Thanks for taking time to review this patch.
We have not used subsystem initialisation ordering to guarantee the
order of registration since commit adad556efcdd ("crypto: api - Fix
built-in testing dependency failures"),but this patch is not a bugfix,
it's not merged into the earlier stable branch.
For example,on linux-5.10-y, when they are built into the kernel,
ecdh will test failed on earlier kernel, we can enable fips=1,
the calltrace like below:
alg: ecdh: test failed on vector 2, err=-14
Kernel panic - not syncing: alg: self-tests for ecdh-generic (ecdh)
failed in fips mode!
Call Trace:
dump_stack+0x57/0x6e
panic+0x109/0x2ca
alg_test+0x414/0x420
? __switch_to_asm+0x3a/0x60
? __switch_to_asm+0x34/0x60
? __schedule+0x263/0x640
? crypto_acomp_scomp_free_ctx+0x30/0x30
cryptomgr_test+0x22/0x40
kthread+0xf9/0x130
? kthread_park+0x90/0x90
ret_from_fork+0x22/0x30
Merging the commit adad556efcdd ("crypto: api - Fix built-in testing dependency failures")

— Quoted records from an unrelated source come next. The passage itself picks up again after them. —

//! Ignition spec 3.0.
//!
//! Every mutation is expressed as a 3.0 fragment and merged into the
//! document. Merging follows the v3.0 schema rules: keyed lists (files by path,
//! units and drop-ins by name, users by name) merge entry by entry, scalar
//! fields set in the fragment override, and plain lists append.

use std::collections::BTreeSet;

use serde::{Deserialize, Serialize};

use super::{Checks, DeclaredVersion, Extra, Ignition, Passwd, ParseError, PasswdUser};
use super::{CORE_USER, decode_source, parse_versioned};
use crate::conf::dataurl;
use crate::conf::error::{ConfError, ValidationReport};
use crate::conf::keys::{AuthorizedKey, key_lines};
use crate::conf::mutator::{
    ConfigMutator, ConfigSummary, DropinView, FileView, MERGEABLE_OPERATIONS, Operation,
    UnitView, Variant,
};

/// Version stamped on documents of this schema.
pub const VERSION: &str = "3.0.0";

/// Top-level 3.0 document.
#[derive(Clone, Debug, PartialEq, Serialize, Deserialize)]
pub struct Config {
    /// Version header.
    pub ignition: Ignition,
    /// Files and remaining storage sections.
    #[serde(default, skip_serializing_if = "Storage::is_empty")]
    pub storage: Storage,
    /// Systemd units.
    #[serde(default, skip_serializing_if = "Systemd::is_empty")]
    pub systemd: Systemd,
    /// Users and groups.
    #[serde(default, skip_serializing_if = "Passwd::is_empty")]
    pub passwd: Passwd,
    /// Remaining top-level fields.
    #[serde(flatten)]
    pub other: Extra,
}

impl Default for Config {
    fn default() -> Self {
        Self {
            ignition: Ignition::with_version(VERSION),
            storage: Storage::default(),
            systemd: Systemd::default(),
            passwd: Passwd::default(),
            other: Extra::new(),
        }
    }
}

/// `storage` section.
#[derive(Clone, Debug, Default, PartialEq, Serialize, Deserialize)]
pub struct Storage {
    /// Declared files.
    #[serde(default, skip_serializing_if = "Vec::is_empty")]
    pub files: Vec<File>,
    /// Remaining fields such as `directories`, `links` and `filesystems`.
    #[serde(flatten)]
    pub other: Extra,
}

impl Storage {
    fn is_empty(&self) -> bool {
        self.files.is_empty() && self.other.is_empty()
    }
}

/// File entry keyed by path.
#[derive(Clone, Debug, Default, PartialEq, Serialize, Deserialize)]
pub struct File {
    /// Absolute path.
    pub path: String,
    /// Whether an existing file is replaced.
    #[serde(default, skip_serializing_if = "Option::is_none")]
    pub overwrite: Option<bool>,
    /// Contents source.
    #[serde(default, skip_serializing_if = "Option::is_none")]
    pub contents: Option<FileContents>,
    /// POSIX mode.
    #[serde(default, skip_serializing_if = "Option::is_none")]
    pub mode: Option<u32>,
    /// Remaining fields such as `append`, `user` and `group`.
    #[serde(flatten)]
    pub other: Extra,
}

/// `contents` object of a 3.0 file entry.
#[derive(Clone, Debug, Default, PartialEq, Serialize, Deserialize)]
pub struct FileContents {
    /// Source URL.
    #[serde(default, skip_serializing_if = "Option::is_none")]
    pub source: Option<String>,
    /// Remaining fields such as `compression` and `verification`.
    #[serde(flatten)]
    pub other: Extra,
}

/// `systemd` section.
#[derive(Clone, Debug, Default, PartialEq, Serialize, Deserialize)]
pub struct Systemd {
    /// Declared units.
    #[serde(default, skip_serializing_if = "Vec::is_empty")]
    pub units: Vec<Unit>,
}

impl Systemd {
    fn is_empty(&self) -> bool {
        self.units.is_empty()
    }
}

/// Systemd unit keyed by name.
#[derive(Clone, Debug, Default, PartialEq, Serialize, Deserialize)]
pub struct Unit {
    /// Unit name.
    pub name: String,
    /// Whether the unit is enabled.
    #[serde(default, skip_serializing_if = "Option::is_none")]
    pub enabled: Option<bool>,
    /// Whether the unit is masked.
    #[serde(default, skip_serializing_if = "Option::is_none")]
    pub mask: Option<bool>,
    /// Unit file contents.
    #[serde(default, skip_serializing_if = "Option::is_none")]
    pub contents: Option<String>,
    /// Drop-ins keyed by name.
    #[serde(default, skip_serializing_if = "Vec::is_empty")]
    pub dropins: Vec<Dropin>,
}

/// Systemd drop-in keyed by name.
#[derive(Clone, Debug, Default, PartialEq, Serialize, Deserialize)]
pub struct Dropin {
    /// Drop-in file name.
    pub name: String,
    /// Drop-in contents.
    #[serde(default, skip_serializing_if = "Option::is_none")]
    pub contents: Option<String>,
}

/// Parses a 3.0 document.
pub(crate) fn parse(text: &str) -> Result<Config, ParseError> {
    let config: Config = parse_versioned(text, |declared| {
        matches!(declared, DeclaredVersion::Semver(version)
            if version.major == 3 && version.minor == 0 && version.pre.is_empty())
    })?;
    let report = config.validate();
    if report.is_clean() {
        Ok(config)
    } else {
        Err(ParseError::Invalid(report))
    }
}

impl Config {
    /// Runs the schema validator.
    #[must_use]
    pub fn validate(&self) -> ValidationReport {
        let mut report = ValidationReport::new();
        let mut seen_paths = BTreeSet::new();
        let mut seen_units = BTreeSet::new();
        let mut duplicates = Vec::new();
        {
            let mut checks = Checks::new(&mut report);
            for file in &self.storage.files {
                checks.path(&file.path);
                checks.mode(&file.path, file.mode);
                if let Some(source) = file.contents.as_ref().and_then(|c| c.source.as_deref()) {
                    checks.source(&file.path, source);
                }
                if !seen_paths.insert(file.path.as_str()) {
                    duplicates.push(format!("duplicate file entry for {}", file.path));
                }
            }
            for unit in &self.systemd.units {
                checks.unit(&unit.name);
                for dropin in &unit.dropins {
                    checks.dropin(&unit.name, &dropin.name);
                }
                if !seen_units.insert(unit.name.as_str()) {
                    duplicates.push(format!("duplicate unit entry for {}", unit.name));
                }
            }
        }
        for entry in duplicates {
            report.push(entry);
        }
        report
    }

    /// Merges `fragment` into this document following the 3.0 merge rules.
    pub fn merge_fragment(&mut self, fragment: &Self) {
        merge_extra(&mut self.ignition.other, &fragment.ignition.other);
        merge_extra(&mut self.storage.other, &fragment.storage.other);
        merge_extra(&mut self.passwd.other, &fragment.passwd.other);
        merge_extra(&mut self.other, &fragment.other);
        merge_keyed(
            &mut self.storage.files,
            &fragment.storage.files,
            |file| &file.path,
            merge_file,
        );
        merge_keyed(
            &mut self.systemd.units,
            &fragment.systemd.units,
            |unit| &unit.name,
            merge_unit,
        );
        merge_keyed(
            &mut self.passwd.users,
            &fragment.passwd.users,
            |user| &user.name,
            merge_user,
        );
    }

    fn fragment() -> Self {
        Self::default()
    }
}

fn merge_keyed<T, K, M>(parent: &mut Vec<T>, child: &[T], key: K, merge: M)
where
    T: Clone,
    K: Fn(&T) -> &String,
    M: Fn(&mut T, &T),
{
    for entry in child {
        if let Some(existing) = parent.iter_mut().find(|item| key(item) == key(entry)) {
            merge(existing, entry);
        } else {
            parent.push(entry.clone());
        }
    }
}

fn merge_extra(parent: &mut Extra, child: &Extra) {
    for (key, value) in child {
        parent.insert(key.clone(), value.clone());
    }
}

fn override_with<T: Clone>(parent: &mut Option<T>, child: Option<&T>) {
    if let Some(value) = child {
        *parent = Some(value.clone());
    }
}

fn merge_file(parent: &mut File, child: &File) {
    override_with(&mut parent.overwrite, child.overwrite.as_ref());
    override_with(&mut parent.mode, child.mode.as_ref());
    if let Some(contents) = &child.contents {
        let target = parent.contents.get_or_insert_with(FileContents::default);
        override_with(&mut target.source, contents.source.as_ref());
        merge_extra(&mut target.other, &contents.other);
    }
    merge_extra(&mut parent.other, &child.other);
}

fn merge_unit(parent: &mut Unit, child: &Unit) {
    override_with(&mut parent.enabled, child.enabled.as_ref());
    override_with(&mut parent.mask, child.mask.as_ref());
    override_with(&mut parent.contents, child.contents.as_ref());
    merge_keyed(
        &mut parent.dropins,
        &child.dropins,
        |dropin| &dropin.name,
        |existing, incoming| override_with(&mut existing.contents, incoming.contents.as_ref()),
    );
}

fn merge_user(parent: &mut PasswdUser, child: &PasswdUser) {
    parent
        .ssh_authorized_keys
        .extend(child.ssh_authorized_keys.iter().cloned());
    merge_extra(&mut parent.other, &child.other);
}

impl ConfigMutator for Config {
    fn variant(&self) -> Variant {
        Variant::IgnitionV3_0
    }

    fn capabilities(&self) -> &'static [Operation] {
        MERGEABLE_OPERATIONS
    }

    fn add_file(
        &mut self,
        path: &str,
        _filesystem: &str,
        contents: &str,
        mode: u32,
    ) -> Result<(), ConfError> {
        let mut fragment = Self::fragment();
        fragment.storage.files.push(File {
            path: path.to_owned(),
            contents: Some(FileContents {
                source: Some(dataurl::encode(contents.as_bytes())),
                other: Extra::new(),
            }),
            mode: Some(mode),
            ..File::default()
        });
        self.merge_fragment(&fragment);
        Ok(())
    }

    fn add_systemd_unit(
        &mut self,
        name: &str,
        contents: &str,
        enabled: bool,
    ) -> Result<(), ConfError> {
        let mut fragment = Self::fragment();
        fragment.systemd.units.push(Unit {
            name: name.to_owned(),
            enabled: Some(enabled),
            contents: Some(contents.to_owned()),
            ..Unit::default()
        });
        self.merge_fragment(&fragment);
        Ok(())
    }

    fn add_systemd_unit_dropin(
        &mut self,
        unit: &str,
        name: &str,
        contents: &str,
    ) -> Result<(), ConfError> {
        let mut fragment = Self::fragment();
        fragment.systemd.units.push(Unit {
            name: unit.to_owned(),
            dropins: vec![Dropin {
                name: name.to_owned(),
                contents: Some(contents.to_owned()),
            }],
            ..Unit::default()
        });
        self.merge_fragment(&fragment);
        Ok(())
    }

    fn copy_keys(&mut self, keys: &[AuthorizedKey]) -> Result<(), ConfError> {
        let mut fragment = Self::fragment();
        fragment.passwd.users.push(PasswdUser {
            name: CORE_USER.to_owned(),
            ssh_authorized_keys: key_lines(keys),
            other: Extra::new(),
        });
        self.merge_fragment(&fragment);
        Ok(())
    }

    fn merge(&mut self, fragment: &Self) -> Result<(), ConfError> {
        self.merge_fragment(fragment);
        Ok(())
    }

    fn summary(&self) -> ConfigSummary {
        ConfigSummary {
            files: self
                .storage
                .files
                .iter()
                .map(|file| FileView {
                    path: file.path.clone(),
                    contents: file
                        .contents
                        .as_ref()
                        .and_then(|contents| contents.source.as_deref())
                        .map(decode_source)
                        .unwrap_or_default(),
                    mode: file.mode,
                })
                .collect(),
            units: self
                .systemd
                .units
                .iter()
                .map(|unit| UnitView {
                    name: unit.name.clone(),
                    contents: unit.contents.clone().filter(|text| !text.is_empty()),
                    enabled: unit.enabled.unwrap_or(false),
                    dropins: unit
                        .dropins
                        .iter()
                        .map(|dropin| DropinView {
                            name: dropin.name.clone(),
                            contents: dropin.contents.clone().unwrap_or_default(),
                        })
                        .collect(),
                })
                .collect(),
            authorized_keys: self.passwd.core_keys(),
        }
    }
}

into linux-5.10-y can fix it, but we have to merge more patch before it,
such as: https://www.spinics.net/lists/linux-crypto/msg57562.html
Otherwise this patch will introduce new problems.
It might make sense to keep the timing, on the other hand, we can use
it to fix the dependency problem of earlier kernel.
Thanks.
Gaosheng.
On 2023/4/26 16:45, Herbert Xu wrote:
On Tue, Apr 25, 2023 at 08:57:09PM +0800, Gaosheng Cui wrote:
The ecdh-nist-p256 algorithm will depend on jitterentropy_rng,
and when they are built into kernel, the order of registration
should be done such that the underlying algorithms are ready
before the ones on top are registered.
Now ecdh is initialized with subsys_initcall but jitterentropy_rng
is initialized with module_init.
This patch will change module_init(jent_mod_init) to
subsys_initcall(jent_mod_init), so jitterentropy_rng will be
registered before ecdh-nist-p256 when they are built into kernel.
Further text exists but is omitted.